Publication
First published in the Civil and Military Gazette on 4 April 1889, and collected in Life’s Handicap later that year.
The story
This is a simple, and rather gruesome, tale. John Hay is a wealthy man, driven by the fear of dying. Someone tells him that he who travels eastwards round the world gains a day, and this becomes an obsession for him. He travels incessantly towards the rising sun, in the belief that he is extending his life. Eventually he begins to go crazy, and – to give him some rest – his doctor gives him the idea of swinging above the ground and letting the world rotate beneath him. The story ends with Hay sitting in a swinging chair on the coast of southern India, over a sheet of steel to cut him off from the attraction of the wheeling world, as his brain finally ceases to work.
Some critical comments
Lionel Johnson (in Kipling, The Critical Heritage, ed. Green, p. 93) is not impressed by this story and believes it should not have been published.

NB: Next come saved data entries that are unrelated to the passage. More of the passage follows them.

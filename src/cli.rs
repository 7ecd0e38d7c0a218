//! CLI argument parsing and command dispatch

use anyhow::Result;
use clap::{Parser, Subcommand};

use cicd_maker::output::{ColorWhen, OutputConfig};

use crate::commands;

/// cicd-maker - Generate CI/CD configuration for Go repositories
#[derive(Parser, Debug)]
#[command(name = "cicd-maker")]
#[command(version, about, long_about = None)]
pub struct Cli {
    /// Subcommand to execute
    #[command(subcommand)]
    command: Commands,

    /// Colorize output
    #[arg(long, global = true, value_name = "WHEN", value_enum, default_value_t = ColorWhen::Auto)]
    color: ColorWhen,

    /// Set log level (error, warn, info, debug, trace); RUST_LOG takes precedence
    #[arg(long, global = true, value_name = "LEVEL", default_value = "warn")]
    log_level: String,
}

#[derive(Subcommand, Debug)]
enum Commands {
    /// Generate all configured artifacts from cicd-maker.yaml and go.mod
    Generate(commands::generate::GenerateArgs),

    /// Validate cicd-maker.yaml without writing anything
    Validate(commands::validate::ValidateArgs),

    /// Print the facts scanned from go.mod as JSON
    Scan(commands::scan::ScanArgs),

    /// Generate shell completion scripts
    Completions(commands::completions::CompletionsArgs),
}

impl Cli {
    /// Execute the CLI command
    pub fn execute(self) -> Result<()> {
        env_logger::Builder::from_env(
            env_logger::Env::default().default_filter_or(self.log_level.as_str()),
        )
        .format_timestamp(None)
        .init();

        let out = OutputConfig::new(self.color);

        match self.command {
            Commands::Generate(args) => commands::generate::execute(args, &out),
            Commands::Validate(args) => commands::validate::execute(args, &out),
            Commands::Scan(args) => commands::scan::execute(args),
            Commands::Completions(args) => commands::completions::execute(args),
        }
    }
}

Bonamy Dobrée, (p. 147) however, in an interesting discussion of this and other stories, regards it as a ‘Half-fable’ and a Preface to “The Children of the Zodiac” (Many Inventions).
Norman Page (p. 134) says:
The story’s central idea is ingenious and even powerful, and it hardly deserves The Athenæum’s coupling of it with “The Lang Men o’ Larut” as “tawdry trifles.”